> [What is expected]:
Transcribe the data exactly.

---- Given data

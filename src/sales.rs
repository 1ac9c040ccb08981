//! Persistence port for parsed reports and an in-memory adapter.

use crate::error::{LedgerError, Result};
use crate::schema::{CategorySummary, ParseResult, ParseWarning, SaleItem, SalesSummary};
use chrono::{DateTime, NaiveDate, Utc};
use log::debug;
use serde::{Deserialize, Serialize};
use std::sync::atomic::{AtomicU64, Ordering};
use std::sync::{RwLock, RwLockReadGuard, RwLockWriteGuard};

#[derive(Debug, Clone, PartialEq, Serialize, Deserialize)]
#[serde(rename_all = "camelCase")]
pub struct NewSalesRecord {
    pub file_name: String,
    pub restaurant_name: String,
    pub date: NaiveDate,
    pub date_range: String,
    pub items: Vec<SaleItem>,
    pub categories: Vec<CategorySummary>,
    pub summary: SalesSummary,
    #[serde(default)]
    pub warnings: Vec<ParseWarning>,
}

impl NewSalesRecord {
    pub fn from_parse(file_name: impl Into<String>, result: ParseResult) -> Self {
        Self {
            file_name: file_name.into(),
            restaurant_name: result.restaurant_name,
            date: result.date,
            date_range: result.date_range,
            items: result.items,
            categories: result.categories,
            summary: result.summary,
            warnings: result.warnings,
        }
    }
}

#[derive(Debug, Clone, PartialEq, Serialize, Deserialize)]
#[serde(rename_all = "camelCase")]
pub struct SalesRecord {
    pub id: u64,
    pub file_name: String,
    pub restaurant_name: String,
    pub date: NaiveDate,
    pub date_range: String,
    pub items: Vec<SaleItem>,
    pub categories: Vec<CategorySummary>,
    pub summary: SalesSummary,
    pub warnings: Vec<ParseWarning>,
    pub created_at: DateTime<Utc>,
}

/// Listing view without line items.
#[derive(Debug, Clone, PartialEq, Serialize)]
#[serde(rename_all = "camelCase")]
pub struct SalesRecordOverview {
    pub id: u64,
    pub file_name: String,
    pub restaurant_name: String,
    pub date: NaiveDate,
    pub date_range: String,
    pub total_revenue: f64,
    pub total_cost: f64,
    pub total_profit: f64,
    pub total_tax: f64,
    pub total_orders: f64,
    pub avg_margin: f64,
    pub item_count: usize,
    pub category_count: usize,
    pub warning_count: usize,
    pub created_at: DateTime<Utc>,
}

impl SalesRecord {
    pub fn overview(&self) -> SalesRecordOverview {
        SalesRecordOverview {
            id: self.id,
            file_name: self.file_name.clone(),
            restaurant_name: self.restaurant_name.clone(),
            date: self.date,
            date_range: self.date_range.clone(),
            total_revenue: self.summary.total_revenue,
            total_cost: self.summary.total_cost,
            total_profit: self.summary.total_profit,
            total_tax: self.summary.total_tax,
            total_orders: self.summary.total_orders,
            avg_margin: self.summary.avg_margin,
            item_count: self.items.len(),
            category_count: self.categories.len(),
            warning_count: self.warnings.len(),
            created_at: self.created_at,
        }
    }
}

/// Inclusive date bounds and an optional restaurant name.
#[derive(Debug, Clone, Default, PartialEq, Serialize, Deserialize)]
#[serde(default, rename_all = "camelCase")]
pub struct SalesFilter {
    pub start_date: Option<NaiveDate>,
    pub end_date: Option<NaiveDate>,
    pub restaurant_name: Option<String>,
}

impl SalesFilter {
    pub fn between(start_date: NaiveDate, end_date: NaiveDate) -> Self {
        Self {
            start_date: Some(start_date),
            end_date: Some(end_date),
            restaurant_name: None,
        }
    }

    pub fn matches(&self, record: &SalesRecord) -> bool {
        self.start_date.map_or(true, |start| record.date >= start)
            && self.end_date.map_or(true, |end| record.date <= end)
            && self
                .restaurant_name
                .as_ref()
                .map_or(true, |name| record.restaurant_name.eq_ignore_ascii_case(name))
    }
}

pub trait SalesRepository: Send + Sync {
    fn save(&self, record: NewSalesRecord) -> u64;

    fn fetch(&self, id: u64) -> Result<SalesRecord>;

    /// Newest first.
    fn list(&self, filter: &SalesFilter) -> Vec<SalesRecord>;

    fn delete(&self, id: u64) -> bool;
}

pub struct InMemorySalesStore {
    records: RwLock<Vec<SalesRecord>>,
    next_id: AtomicU64,
}

impl Default for InMemorySalesStore {
    fn default() -> Self {
        Self {
            records: RwLock::new(Vec::new()),
            next_id: AtomicU64::new(1),
        }
    }
}

impl InMemorySalesStore {
    pub fn new() -> Self {
        Self::default()
    }

    fn read(&self) -> RwLockReadGuard<'_, Vec<SalesRecord>> {
        self.records.read().unwrap_or_else(|poisoned| poisoned.into_inner())
    }

    fn write(&self) -> RwLockWriteGuard<'_, Vec<SalesRecord>> {
        self.records.write().unwrap_or_else(|poisoned| poisoned.into_inner())
    }
}

impl SalesRepository for InMemorySalesStore {
    fn save(&self, record: NewSalesRecord) -> u64 {
        let id = self.next_id.fetch_add(1, Ordering::SeqCst);
        debug!(
            "Saving sales record {} for {} ({} items)",
            id,
            record.date,
            record.items.len()
        );
        self.write().push(SalesRecord {
            id,
            file_name: record.file_name,
            restaurant_name: record.restaurant_name,
            date: record.date,
            date_range: record.date_range,
            items: record.items,
            categories: record.categories,
            summary: record.summary,
            warnings: record.warnings,
            created_at: Utc::now(),
        });
        id
    }

    fn fetch(&self, id: u64) -> Result<SalesRecord> {
        self.read()
            .iter()
            .find(|r| r.id == id)
            .cloned()
            .ok_or(LedgerError::RecordNotFound(id))
    }

    fn list(&self, filter: &SalesFilter) -> Vec<SalesRecord> {
        self.read()
            .iter()
            .rev()
            .filter(|r| filter.matches(r))
            .cloned()
            .collect()
    }

    fn delete(&self, id: u64) -> bool {
        let mut records = self.write();
        let before = records.len();
        records.retain(|r| r.id != id);
        records.len() != before
    }
}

--------

> [Result of the exercise]:
filename src/sales.rs
repository 1ac9c040ccb08981
//! Persistence port for parsed reports and an in-memory adapter.

use crate::error::{LedgerError, Result};
use crate::schema::{CategorySummary, ParseResult, ParseWarning, SaleItem, SalesSummary};
use chrono::{DateTime, NaiveDate, Utc};
use log::debug;
use serde::{Deserialize, Serialize};
use std::sync::atomic::{AtomicU64, Ordering};
use std::sync::{RwLock, RwLockReadGuard, RwLockWriteGuard};

#[derive(Debug, Clone, PartialEq, Serialize, Deserialize)]
#[serde(rename_all = "camelCase")]
pub struct NewSalesRecord {
    pub file_name: String,
    pub restaurant_name: String,
    pub date: NaiveDate,
    pub date_range: String,
    pub items: Vec<SaleItem>,
    pub categories: Vec<CategorySummary>,
    pub summary: SalesSummary,
    #[serde(default)]
    pub warnings: Vec<ParseWarning>,
}

impl NewSalesRecord {
    pub fn from_parse(file_name: impl Into<String>, result: ParseResult) -> Self {
        Self {
            file_name: file_name.into(),
            restaurant_name: result.restaurant_name,
            date: result.date,
            date_range: result.date_range,
            items: result.items,
            categories: result.categories,
            summary: result.summary,
            warnings: result.warnings,
        }
    }
}

#[derive(Debug, Clone, PartialEq, Serialize, Deserialize)]
#[serde(rename_all = "camelCase")]
pub struct SalesRecord {
    pub id: u64,
    pub file_name: String,
    pub restaurant_name: String,
    pub date: NaiveDate,
    pub date_range: String,
    pub items: Vec<SaleItem>,
    pub categories: Vec<CategorySummary>,
    pub summary: SalesSummary,
    pub warnings: Vec<ParseWarning>,
    pub created_at: DateTime<Utc>,
}

/// Listing view without line items.
#[derive(Debug, Clone, PartialEq, Serialize)]
#[serde(rename_all = "camelCase")]
pub struct SalesRecordOverview {
    pub id: u64,
    pub file_name: String,
    pub restaurant_name: String,
    pub date: NaiveDate,
    pub date_range: String,
    pub total_revenue: f64,
    pub total_cost: f64,
    pub total_profit: f64,
    pub total_tax: f64,
    pub total_orders: f64,
    pub avg_margin: f64,
    pub item_count: usize,
    pub category_count: usize,
    pub warning_count: usize,
    pub created_at: DateTime<Utc>,
}

impl SalesRecord {
    pub fn overview(&self) -> SalesRecordOverview {
        SalesRecordOverview {
            id: self.id,
            file_name: self.file_name.clone(),
            restaurant_name: self.restaurant_name.clone(),
            date: self.date,
            date_range: self.date_range.clone(),
            total_revenue: self.summary.total_revenue,
            total_cost: self.summary.total_cost,
            total_profit: self.summary.total_profit,
            total_tax: self.summary.total_tax,
            total_orders: self.summary.total_orders,
            avg_margin: self.summary.avg_margin,
            item_count: self.items.len(),
            category_count: self.categories.len(),
            warning_count: self.warnings.len(),
            created_at: self.created_at,
        }
    }
}

/// Inclusive date bounds and an optional restaurant name.
#[derive(Debug, Clone, Default, PartialEq, Serialize, Deserialize)]
#[serde(default, rename_all = "camelCase")]
pub struct SalesFilter {
    pub start_date: Option<NaiveDate>,
    pub end_date: Option<NaiveDate>,
    pub restaurant_name: Option<String>,
}

impl SalesFilter {
    pub fn between(start_date: NaiveDate, end_date: NaiveDate) -> Self {
        Self {
            start_date: Some(start_date),
            end_date: Some(end_date),
            restaurant_name: None,
        }
    }

    pub fn matches(&self, record: &SalesRecord) -> bool {
        self.start_date.map_or(true, |start| record.date >= start)
            && self.end_date.map_or(true, |end| record.date <= end)
            && self
                .restaurant_name
                .as_ref()
                .map_or(true, |name| record.restaurant_name.eq_ignore_ascii_case(name))
    }
}

pub trait SalesRepository: Send + Sync {
    fn save(&self, record: NewSalesRecord) -> u64;

    fn fetch(&self, id: u64) -> Result<SalesRecord>;

    /// Newest first.
    fn list(&self, filter: &SalesFilter) -> Vec<SalesRecord>;

    fn delete(&self, id: u64) -> bool;
}

pub struct InMemorySalesStore {
    records: RwLock<Vec<SalesRecord>>,
    next_id: AtomicU64,
}

impl Default for InMemorySalesStore {
    fn default() -> Self {
        Self {
            records: RwLock::new(Vec::new()),
            next_id: AtomicU64::new(1),
        }
    }
}

impl InMemorySalesStore {
    pub fn new() -> Self {
        Self::default()
    }

    fn read(&self) -> RwLockReadGuard<'_, Vec<SalesRecord>> {
        self.records.read().unwrap_or_else(|poisoned| poisoned.into_inner())
    }

    fn write(&self) -> RwLockWriteGuard<'_, Vec<SalesRecord>> {
        self.records.write().unwrap_or_else(|poisoned| poisoned.into_inner())
    }
}

impl SalesRepository for InMemorySalesStore {
    fn save(&self, record: NewSalesRecord) -> u64 {
        let id = self.next_id.fetch_add(1, Ordering::SeqCst);
        debug!(
            "Saving sales record {} for {} ({} items)",
            id,
            record.date,
            record.items.len()
        );
        self.write().push(SalesRecord {
            id,
            file_name: record.file_name,
            restaurant_name: record.restaurant_name,
            date: record.date,
            date_range: record.date_range,
            items: record.items,
            categories: record.categories,
            summary: record.summary,
            warnings: record.warnings,
            created_at: Utc::now(),
        });
        id
    }

    fn fetch(&self, id: u64) -> Result<SalesRecord> {
        self.read()
            .iter()
            .find(|r| r.id == id)
            .cloned()
            .ok_or(LedgerError::RecordNotFound(id))
    }

    fn list(&self, filter: &SalesFilter) -> Vec<SalesRecord> {
        self.read()
            .iter()
            .rev()
            .filter(|r| filter.matches(r))
            .cloned()
            .collect()
    }

    fn delete(&self, id: u64) -> bool {
        let mut records = self.write();
        let before = records.len();
        records.retain(|r| r.id != id);
        records.len() != before
    }
}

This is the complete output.